During the 1956 deployment to Guam, four 327th B-36J aircraft were deployed to Hickam Air Force Base Hawaii. They would support Operation Redwing, the 1956 Eniwetok nuclear tests. B-36 operations were not without casualties. On 15 April 1952, a borrowed 327th B-36 with a 326th crew crashed on takeoff, killing 15 crewmen, 2 survived, severely burned. The "Magnesium Overcast" would burn very hot. In May 1955, the 327th was awarded the Air Force Outstanding Unit Award for Operation Big Stick.

In October 1956, the Squadron was scheduled to convert to the Boeing B-52D Stratofortress retaining its designation.

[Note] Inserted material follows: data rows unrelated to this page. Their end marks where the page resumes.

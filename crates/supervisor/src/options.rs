// Startup Options for a Supervised Process

use std::path::PathBuf;
use std::time::Duration;

/// Delay between readiness probes (100ms)
pub const DEFAULT_POLL_INTERVAL: Duration = Duration::from_millis(100);

/// Everything needed to start one supervised process.
#[derive(Debug, Clone)]
pub struct StartupOptions {
    /// Program to execute.
    pub program: PathBuf,
    /// Structured argument list (no shell involved).
    pub args: Vec<String>,
    /// URL polled for readiness.
    pub url: String,
    /// Wall-clock startup budget.
    pub timeout: Duration,
    /// Delay between readiness probes.
    pub poll_interval: Duration,
    /// Headers sent with every probe (e.g. Authorization).
    pub headers: Vec<(String, String)>,
}

impl StartupOptions {
    pub fn new(
        program: impl Into<PathBuf>,
        args: Vec<String>,
        url: impl Into<String>,
        timeout: Duration,
    ) -> Self {
        Self {
            program: program.into(),
            args,
            url: url.into(),
            timeout,
            poll_interval: DEFAULT_POLL_INTERVAL,
            headers: Vec::new(),
        }
    }

    /// Attach probe headers.
    pub fn with_headers(mut self, headers: Vec<(String, String)>) -> Self {
        self.headers = headers;
        self
    }
}
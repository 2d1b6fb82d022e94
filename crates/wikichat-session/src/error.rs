//! Error types for wikichat-session

use serde::{Deserialize, Serialize};
use std::time::Duration;
use thiserror::Error;

/// Result type alias using wikichat-session Error
pub type Result<T> = std::result::Result<T, Error>;

/// Errors that can occur while running a conversation
#[derive(Error, Debug)]
pub enum Error {
    /// Session creation was rejected or the backend was unreachable
    #[error("Could not start a reply: {0}")]
    InitiationFailed(#[source] wikichat_api::Error),

    /// The reply stream broke before the terminal event
    #[error("Reply stream failed: {0}")]
    StreamFailed(String),

    /// The reply stream went quiet for too long
    #[error("Reply stream idle for {0:?}")]
    StreamTimedOut(Duration),

    /// One pushed event could not be decoded
    #[error("Dropped malformed event: {0}")]
    DecodeFailed(#[source] wikichat_api::Error),

    /// A transcript operation was called in a state it does not support
    #[error("Precondition failed: {0}")]
    PreconditionFailed(&'static str),

    /// A mutation would break the transcript's ordering rules
    #[error("Transcript invariant violated: {0}")]
    InvariantViolation(String),

    /// A reply is still in progress
    #[error("The agent is still replying")]
    Busy,

    /// A second push stream was offered while one is live
    #[error("A reply stream is already open")]
    StreamAlreadyOpen,

    /// Nothing to send
    #[error("Message is empty")]
    EmptyInput,

    /// The in-flight reply was cancelled
    #[error("Reply cancelled")]
    Cancelled,

    /// The session loop is no longer running
    #[error("Session loop has shut down")]
    Closed,
}

/// Serializable error classification carried by events
#[derive(Debug, Clone, Copy, PartialEq, Eq, Serialize, Deserialize)]
#[serde(rename_all = "snake_case")]
pub enum ErrorKind {
    InitiationFailed,
    StreamFailed,
    StreamTimedOut,
    DecodeFailed,
    PreconditionFailed,
    InvariantViolation,
    Busy,
    StreamAlreadyOpen,
    EmptyInput,
    Cancelled,
    Closed,
}

impl Error {
    /// Classify this error
    pub fn kind(&self) -> ErrorKind {
        match self {
            Error::InitiationFailed(_) => ErrorKind::InitiationFailed,
            Error::StreamFailed(_) => ErrorKind::StreamFailed,
            Error::StreamTimedOut(_) => ErrorKind::StreamTimedOut,
            Error::DecodeFailed(_) => ErrorKind::DecodeFailed,
            Error::PreconditionFailed(_) => ErrorKind::PreconditionFailed,
            Error::InvariantViolation(_) => ErrorKind::InvariantViolation,
            Error::Busy => ErrorKind::Busy,
            Error::StreamAlreadyOpen => ErrorKind::StreamAlreadyOpen,
            Error::EmptyInput => ErrorKind::EmptyInput,
            Error::Cancelled => ErrorKind::Cancelled,
            Error::Closed => ErrorKind::Closed,
        }
    }

    /// Whether this failure ends a round and gets a notice in the transcript
    pub fn ends_round(&self) -> bool {
        matches!(
            self,
            Error::InitiationFailed(_)
                | Error::StreamFailed(_)
                | Error::StreamTimedOut(_)
                | Error::Cancelled
        )
    }
}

Events in the fall of 1956 would delay the conversion to B-52. The Suez Crisis and Eastern Europe conflicts required the wing and squadrons to remain operational, and were on "cocked ground alert" into the second week of December. The 327th was not operational from 5 February 1957 to 1 June 1957. 327th B-52 operations continued through February 1963, with training missions to improve and maintain proficiency, served on Ground Alert, and participated in a seven-month test of Airborne Alert missions during 3 March, to 6 October 1959. The airborne alert test would earn the second AFOUA.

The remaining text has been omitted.